In Search of Competency

The Bouvier's Law Dictionary of the mid 1800's defines the word license to mean 'a right given by some competent authority to do an act, which without such authority would be illegal.' I wonder how Bouvier defined competent.

Now, everybody knows that I hate being quarrelsome, but it seems that we should give serious thought to seeking out authorities who are at least competent enough to give us fair warning that signing applications for licensure will bind us to the ever changing corporate ordinances of the corporate state. This is a truth in advertising issue, and one supposes that had people been warned by truly competent authorities back when the first sales pitch for licensing was touted, they might have found other interesting uses for those applications before the whole thing caught on.

It's safe to assume that the news was as controlled in the 1800's as it is today and that the bulk of the American people didn't have the slightest inkling that the Forty-First Congress of the United States, Session III, Chapter 61 and 62, Section 34 enacted on February 21, 1871, stated that the UNITED STATES OF AMERICA is a corporation that has jurisdiction only in the ten mile square parcel of land known as the District of Columbia and to whatever properties are legally titled to the UNITED STATES. Amazingly, that news has been, to a large degree, stifled to this very day.

Originally, corporations were those businesses carrying on substantial trade between countries and with other governmental entities for profit.

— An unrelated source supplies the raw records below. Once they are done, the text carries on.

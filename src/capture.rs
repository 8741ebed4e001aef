//! Key binding capture from evdev keyboards
//!
//! Every keyboard gets a reader thread. The first non-modifier key pressed on
//! any of them is combined with the modifiers held at that moment and reported
//! as a [`KeyCombo`].

use anyhow::{Context, Result};
use evdev::{AttributeSetRef, Device, EventType, InputEventKind, Key};
use std::sync::mpsc::{self, RecvTimeoutError, Sender};
use std::thread;
use std::time::Duration;
use tracing::{debug, error, info, warn};

use crate::constants::{input, paths, permissions};
use crate::macros::{KeyCombo, KeyPress};

/// Find all keyboard devices (anything with a Tab key)
fn find_keyboard_devices() -> Result<Vec<Device>> {
    info!(path = %paths::DEV_INPUT, "Scanning for keyboard devices...");

    let mut devices = Vec::new();
    for entry in std::fs::read_dir(paths::DEV_INPUT)
        .context(format!("Failed to read {} - are you in the '{}' group?", paths::DEV_INPUT, permissions::INPUT_GROUP))?
    {
        let path = entry?.path();
        let Ok(device) = Device::open(&path) else {
            continue;
        };
        if device.supported_keys().is_some_and(|keys| keys.contains(Key::KEY_TAB)) {
            info!(device_path = %path.display(), name = ?device.name(), "Found keyboard device");
            devices.push(device);
        }
    }

    if devices.is_empty() {
        anyhow::bail!(
            "No keyboard device found. Ensure you're in '{}' group:\n\
             {}\n\
             Then log out and back in.",
            permissions::INPUT_GROUP,
            permissions::ADD_TO_INPUT_GROUP
        )
    }
    Ok(devices)
}

/// Block until a key is pressed on any keyboard, or `timeout` passes
pub fn capture_binding(timeout: Duration) -> Result<KeyCombo> {
    let (sender, receiver) = mpsc::channel();
    for device in find_keyboard_devices()? {
        let sender = sender.clone();
        thread::spawn(move || {
            if let Err(e) = read_press(device, sender) {
                error!(error = %e, "Key capture listener error");
            }
        });
    }
    drop(sender);

    match receiver.recv_timeout(timeout) {
        Ok(combo) => {
            info!(binding = %combo, "Captured key binding");
            Ok(combo)
        }
        Err(RecvTimeoutError::Timeout) => anyhow::bail!("No key pressed within {}s", timeout.as_secs()),
        Err(RecvTimeoutError::Disconnected) => anyhow::bail!("All keyboard listeners stopped"),
    }
}

/// Read one device until a bindable key goes down
fn read_press(mut device: Device, sender: Sender<KeyCombo>) -> Result<()> {
    loop {
        let pressed: Vec<Key> = device
            .fetch_events()
            .context("Failed to fetch events")?
            .filter(|event| event.event_type() == EventType::KEY && event.value() == input::KEY_PRESS)
            .filter_map(|event| match event.kind() {
                InputEventKind::Key(key) => Some(key),
                _ => None,
            })
            .filter(|key| !is_modifier(*key))
            .collect();

        let Some(&key) = pressed.first() else {
            continue;
        };
        let Some(name) = key_name(key) else {
            debug!(key = ?key, "Ignoring key without a binding name");
            continue;
        };

        // Modifier state at the time of the press, not from the batch
        let state = device.get_key_state().context("Failed to get keyboard state")?;
        let combo = KeyCombo::from_press(&press_with_modifiers(name, &state));
        // Receiver gone means another keyboard already answered
        let _ = sender.send(combo);
        return Ok(());
    }
}

fn press_with_modifiers(name: &str, held: &AttributeSetRef<Key>) -> KeyPress {
    let any = |keys: [Key; 2]| keys.iter().any(|k| held.contains(*k));
    KeyPress {
        ctrl: any([Key::KEY_LEFTCTRL, Key::KEY_RIGHTCTRL]),
        shift: any([Key::KEY_LEFTSHIFT, Key::KEY_RIGHTSHIFT]),
        alt: any([Key::KEY_LEFTALT, Key::KEY_RIGHTALT]),
        meta: any([Key::KEY_LEFTMETA, Key::KEY_RIGHTMETA]),
        key: name.to_string(),
    }
}

fn is_modifier(key: Key) -> bool {
    matches!(
        key,
        Key::KEY_LEFTCTRL
            | Key::KEY_RIGHTCTRL
            | Key::KEY_LEFTSHIFT
            | Key::KEY_RIGHTSHIFT
            | Key::KEY_LEFTALT
            | Key::KEY_RIGHTALT
            | Key::KEY_LEFTMETA
            | Key::KEY_RIGHTMETA
    )
}

/// Browser-style key names, as stored by the agent
fn key_name(key: Key) -> Option<&'static str> {
    let name = match key {
        Key::KEY_A => "a",
        Key::KEY_B => "b",
        Key::KEY_C => "c",
        Key::KEY_D => "d",
        Key::KEY_E => "e",
        Key::KEY_F => "f",
        Key::KEY_G => "g",
        Key::KEY_H => "h",
        Key::KEY_I => "i",
        Key::KEY_J => "j",
        Key::KEY_K => "k",
        Key::KEY_L => "l",
        Key::KEY_M => "m",
        Key::KEY_N => "n",
        Key::KEY_O => "o",
        Key::KEY_P => "p",
        Key::KEY_Q => "q",
        Key::KEY_R => "r",
        Key::KEY_S => "s",
        Key::KEY_T => "t",
        Key::KEY_U => "u",
        Key::KEY_V => "v",
        Key::KEY_W => "w",
        Key::KEY_X => "x",
        Key::KEY_Y => "y",
        Key::KEY_Z => "z",
        Key::KEY_0 | Key::KEY_KP0 => "0",
        Key::KEY_1 | Key::KEY_KP1 => "1",
        Key::KEY_2 | Key::KEY_KP2 => "2",
        Key::KEY_3 | Key::KEY_KP3 => "3",
        Key::KEY_4 | Key::KEY_KP4 => "4",
        Key::KEY_5 | Key::KEY_KP5 => "5",
        Key::KEY_6 | Key::KEY_KP6 => "6",
        Key::KEY_7 | Key::KEY_KP7 => "7",
        Key::KEY_8 | Key::KEY_KP8 => "8",
        Key::KEY_9 | Key::KEY_KP9 => "9",
        Key::KEY_F1 => "f1",
        Key::KEY_F2 => "f2",
        Key::KEY_F3 => "f3",
        Key::KEY_F4 => "f4",
        Key::KEY_F5 => "f5",
        Key::KEY_F6 => "f6",
        Key::KEY_F7 => "f7",
        Key::KEY_F8 => "f8",
        Key::KEY_F9 => "f9",
        Key::KEY_F10 => "f10",
        Key::KEY_F11 => "f11",
        Key::KEY_F12 => "f12",
        Key::KEY_ESC => "escape",
        Key::KEY_ENTER | Key::KEY_KPENTER => "enter",
        Key::KEY_SPACE => "space",
        Key::KEY_TAB => "tab",
        Key::KEY_BACKSPACE => "backspace",
        Key::KEY_DELETE => "delete",
        Key::KEY_INSERT => "insert",
        Key::KEY_HOME => "home",
        Key::KEY_END => "end",
        Key::KEY_PAGEUP => "pageup",
        Key::KEY_PAGEDOWN => "pagedown",
        Key::KEY_UP => "arrowup",
        Key::KEY_DOWN => "arrowdown",
        Key::KEY_LEFT => "arrowleft",
        Key::KEY_RIGHT => "arrowright",
        Key::KEY_MINUS | Key::KEY_KPMINUS => "-",
        Key::KEY_EQUAL => "=",
        Key::KEY_KPPLUS => "+",
        Key::KEY_COMMA => ",",
        Key::KEY_DOT => ".",
        Key::KEY_SLASH => "/",
        Key::KEY_SEMICOLON => ";",
        Key::KEY_APOSTROPHE => "'",
        Key::KEY_GRAVE => "`",
        Key::KEY_LEFTBRACE => "[",
        Key::KEY_RIGHTBRACE => "]",
        Key::KEY_BACKSLASH => "\\",
        _ => return None,
    };
    Some(name)
}

/// Check if key capture is available (user has input group permissions)
pub fn check_permissions() -> bool {
    std::fs::read_dir(paths::DEV_INPUT).is_ok()
}

/// Print helpful error message if permissions missing
pub fn print_permission_error() {
    error!(path = %paths::DEV_INPUT, "Cannot access input devices");
    error!(group = %permissions::INPUT_GROUP, "Key capture requires group membership");
    error!(command = %permissions::ADD_TO_INPUT_GROUP, "Add user to input group");
    warn!("Then log out and back in");
}

#[cfg(test)]
mod tests {
    use super::*;
    use evdev::AttributeSet;

    fn held(keys: &[Key]) -> AttributeSet<Key> {
        let mut set = AttributeSet::new();
        for key in keys {
            set.insert(*key);
        }
        set
    }

    #[test]
    fn test_ctrl_shift_a() {
        let press = press_with_modifiers("a", &held(&[Key::KEY_RIGHTSHIFT, Key::KEY_LEFTCTRL, Key::KEY_A]));
        assert_eq!(KeyCombo::from_press(&press).as_str(), "ctrl+shift+a");
    }

    #[test]
    fn test_escape_is_recorded_as_esc() {
        let name = key_name(Key::KEY_ESC).unwrap();
        let combo = KeyCombo::from_press(&press_with_modifiers(name, &held(&[])));
        assert_eq!(combo.as_str(), "esc");

        let combo = KeyCombo::from_press(&press_with_modifiers(name, &held(&[Key::KEY_LEFTALT])));
        assert_eq!(combo.as_str(), "alt+esc");
    }

    #[test]
    fn test_key_names() {
        assert_eq!(key_name(Key::KEY_KP7), Some("7"));
        assert_eq!(key_name(Key::KEY_F10), Some("f10"));
        assert_eq!(key_name(Key::KEY_UP), Some("arrowup"));
        assert_eq!(key_name(Key::KEY_MUTE), None);
    }

    #[test]
    fn test_captured_names_parse_back() {
        for key in [Key::KEY_Q, Key::KEY_SPACE, Key::KEY_KPPLUS, Key::KEY_F1, Key::KEY_ESC] {
            let press = press_with_modifiers(key_name(key).unwrap(), &held(&[Key::KEY_LEFTMETA]));
            let combo = KeyCombo::from_press(&press);
            assert_eq!(combo.as_str().parse::<KeyCombo>().unwrap(), combo);
        }
    }

    #[test]
    fn test_modifiers_are_not_bindable_alone() {
        assert!(is_modifier(Key::KEY_LEFTSHIFT));
        assert!(is_modifier(Key::KEY_RIGHTMETA));
        assert!(!is_modifier(Key::KEY_TAB));
    }
}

However, after 1871, that substantial trade also included the newly incorporated US government. So, what kind of trade, I ask, could be more substantial and profitable than trading bullets and bombs with other business partners?

Wars tend to frighten people. After all, the enemy wants to kill us all, right? Or at least so they tell us. Germany was the enemy in 1917, and it seems that eventually, even German Americans bought into the idea that their former countrymen wanted to murder them in their beds. So in 1917 it was decided that anyone who came to America from a country designated an enemy of America must be licensed. They were dangerous, you see, and whatever these interlopers did in their personal and business lives might hurt real Americans, so licenses were forced upon them to prevent such potential threats. The government had to keep track of the bad guys and make the Homeland safe from the evil terrorists of the Fatherland.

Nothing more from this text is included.